What makes this so interesting is that the people saying it are often breaking records, hitting goals, and surpassing milestones. On paper, they’re winning. So why don’t they feel that way?
Growth Doesn’t Equal Easy
One reason is that winning almost always brings new challenges. Growth creates complexity. Systems that once worked begin to stretch. What used to feel manageable starts to break under the weight of more people, more conversations, more risks, and more responsibility.
Many leaders assume business will get easier as it grows. This is rarely the reality. Bigger usually means heavier. The stakes get higher, the risks get larger, and the problems become more complex.
But here’s the shift: growth is opportunity.
- Opportunity to strengthen.
- Opportunity to reinvent.
- Opportunity to solve problems you’ve never solved before.
The key mindset change is subtle but powerful: it’s not “I’m winning, but everything is falling apart.”
It’s “I’m winning, and I have the opportunity to…”
That single word swap—from but to and—reshapes how we experience growth.
The Gap vs. The Gain
Another reason leaders feel like they’re not winning comes from what Dan Sullivan and Dr. Benjamin Hardy call the gap and the gain.
High achievers often measure success against the future—where they want to be next. But that line is constantly moving. As soon as one milestone is reached, another is set. The result is a nagging sense that it’s never enough.
The solution is to shift focus from the gap to the gain. Instead of fixating on how far we still have to go, we look back and measure how far we’ve already come. That perspective fuels motivation instead of discouragement.
Choosing Gratitude
So how do we stay out of the trap of chasing “enough”?
For me, it comes down to one practice: an attitude of gratitude.
We can’t control every challenge, but we can always control our perspective. Gratitude shifts us:
from lack to abundance, frustration to perspective, and from overwhelm to opportunity.
When our kids were little, Wes and I used a call-and-response with them: we’d say, “Attitude,” and they’d reply, “Of gratitude.” If their ice cream order was wrong, the lesson wasn’t about the ice cream—it was about perspective. Instead of focusing on what was missing, they could be grateful they had ice cream at all.
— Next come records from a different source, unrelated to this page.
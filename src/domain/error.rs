//! Domain errors

use thiserror::Error;

/// Domain-level error taxonomy.
///
/// Every failure a request can surface maps onto one of these four kinds,
/// which in turn map onto stable HTTP status codes (400/404/409/500).
/// Pagination-parameter problems are absorbed by defaulting and never
/// appear here.
#[derive(Debug, Error)]
pub enum DomainError {
    /// Malformed input that reached a typed boundary (e.g. a non-numeric
    /// path identifier).
    #[error("Invalid argument: {0}")]
    InvalidArgument(String),

    #[error("{entity} with {field}={value} not found")]
    NotFound {
        entity: &'static str,
        field: &'static str,
        value: String,
    },

    /// Uniqueness violation, e.g. an email that is already taken.
    #[error("{0}")]
    Conflict(String),

    /// Any other storage or runtime failure. The message may carry engine
    /// detail and must not be echoed to clients verbatim.
    #[error("Internal error: {0}")]
    Internal(String),
}

/// Result type for domain operations
pub type DomainResult<T> = Result<T, DomainError>;
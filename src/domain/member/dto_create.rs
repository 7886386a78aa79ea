use chrono::NaiveDate;

use super::MemberStatus;

/// Input for creating a member. Field validation happens at the HTTP
/// boundary; optional fields get their documented defaults at insert time
/// (`status` → active, `join_date` → creation date).
#[derive(Debug, Clone)]
pub struct CreateMemberDto {
    pub first_name: String,
    pub last_name: String,
    pub email: String,
    pub phone: String,
    pub age: i32,
    pub city: String,
    pub status: Option<MemberStatus>,
    pub join_date: Option<NaiveDate>,
}
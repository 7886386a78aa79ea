//! Prometheus metrics handler
//!
//! Exposes `GET /metrics` in Prometheus text format, read from the global
//! `metrics-exporter-prometheus` recorder.

use axum::{extract::State, http::StatusCode, response::IntoResponse};
use metrics_exporter_prometheus::PrometheusHandle;

/// Shared state for the metrics endpoint
#[derive(Clone)]
pub struct MetricsState {
    pub handle: PrometheusHandle,
}

/// `GET /metrics` — Prometheus scrape endpoint
pub async fn prometheus_metrics(State(state): State<MetricsState>) -> impl IntoResponse {
    let body = state.handle.render();
    (
        StatusCode::OK,
        [("content-type", "text/plain; version=0.0.4; charset=utf-8")],
        body,
    )
}
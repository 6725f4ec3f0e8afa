//! tripchat binary: a round-robin team of four trip-planning agents.
//!
//! Builds an OpenRouter-backed client, wires the planner, local-guide,
//! language-advisor, and summarizer participants into a round-robin chat, and
//! streams the conversation to the terminal until the summarizer says
//! TERMINATE or ten turns have passed.
//!
//! Run as:
//! OPENROUTER_API_KEY=your-key cargo run -- --task "Plan a 3 day trip to Nepal."

use std::sync::Arc;

use anyhow::Result;
use clap::Parser;
use tokio::sync::mpsc;

use tripchat::{
    console, ClientWrapper, Participant, Provider, RoundRobinChat, TerminationCondition,
};

const DEFAULT_TASK: &str = "Plan a 3 day trip to Nepal.";
const TERMINATION_MARKER: &str = "TERMINATE";
const MAX_TURNS: usize = 10;

#[derive(Parser, Debug)]
#[command(name = "tripchat")]
#[command(about = "Plan a trip with a round-robin team of LLM agents")]
struct Args {
    /// Initial task handed to the team.
    #[arg(long, default_value = DEFAULT_TASK)]
    task: String,
}

/// The four prompt-configured participants, in turn order.
fn build_trip_team(client: Arc<dyn ClientWrapper>) -> Vec<Participant> {
    vec![
        Participant::new(
            "planner_agent",
            "A helpful assistant that can plan trips.",
            "You are a helpful assistant that can suggest a travel plan for a user based on \
             their request.",
            Arc::clone(&client),
        ),
        Participant::new(
            "local_agent",
            "A local assistant that can suggest authentic local activities and places to visit.",
            "You are a helpful assistant that can suggest authentic and interesting local \
             activities or places to visit for a user, making use of any context information \
             provided.",
            Arc::clone(&client),
        ),
        Participant::new(
            "language_agent",
            "A helpful assistant that can provide language tips for a given destination.",
            "You are a helpful assistant that can review travel plans and give important \
             feedback on the official language of the destination and how best to address \
             communication challenges there. If the plan already includes language tips, you \
             can state that the plan is satisfactory, with reasons.",
            Arc::clone(&client),
        ),
        Participant::new(
            "travel_summary_agent",
            "A helpful assistant that can summarize the travel plan.",
            "You are a helpful assistant that can take in all of the suggestions and advice \
             from the other agents and provide a detailed final travel plan. You must ensure \
             that the final plan is integrated and complete. Your final response must be the \
             complete plan. When the plan is complete and all perspectives have been \
             integrated, you can respond with TERMINATE.",
            client,
        ),
    ]
}

#[tokio::main]
async fn main() -> Result<()> {
    tripchat::init_logger();
    let args = Args::parse();

    let provider = Provider::from_name("openrouter")?;
    let client = provider.build_client()?;

    let (event_tx, event_rx) = mpsc::channel(64);
    let mut chat = RoundRobinChat::new(
        build_trip_team(client),
        TerminationCondition::new(TERMINATION_MARKER, MAX_TURNS),
    )?
    .with_event_sink(event_tx);

    let cancel = chat.cancel_handle();
    tokio::spawn(async move {
        if tokio::signal::ctrl_c().await.is_ok() {
            log::info!("interrupt received, cancelling the conversation");
            cancel.cancel();
        }
    });

    let renderer = tokio::spawn(console::render(event_rx));

    let outcome = chat.run(&args.task).await;

    // Dropping the chat closes the event channel so the renderer drains the
    // terminal event before the process exits, on success and failure alike.
    drop(chat);
    let _ = renderer.await;

    let summary = outcome?;
    log::info!(
        "run finished: {:?}, {} turn(s), {} token(s)",
        summary.reason,
        summary.turns_taken,
        summary.total_tokens_used
    );

    Ok(())
}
The same principle applies in business. The wrong hire, a missed goal, or a stretched system can be discouraging if we only see the gap. Gratitude reframes the moment. We see the gain: we’re growing, we have opportunities, and we’re still in the game.
The True Cost of Winning
Winning always comes at a cost. The work gets harder, the weight gets heavier, and the risks get real. Gratitude ensures that the cost pays dividends—not just in what we achieve, but in how we experience the journey.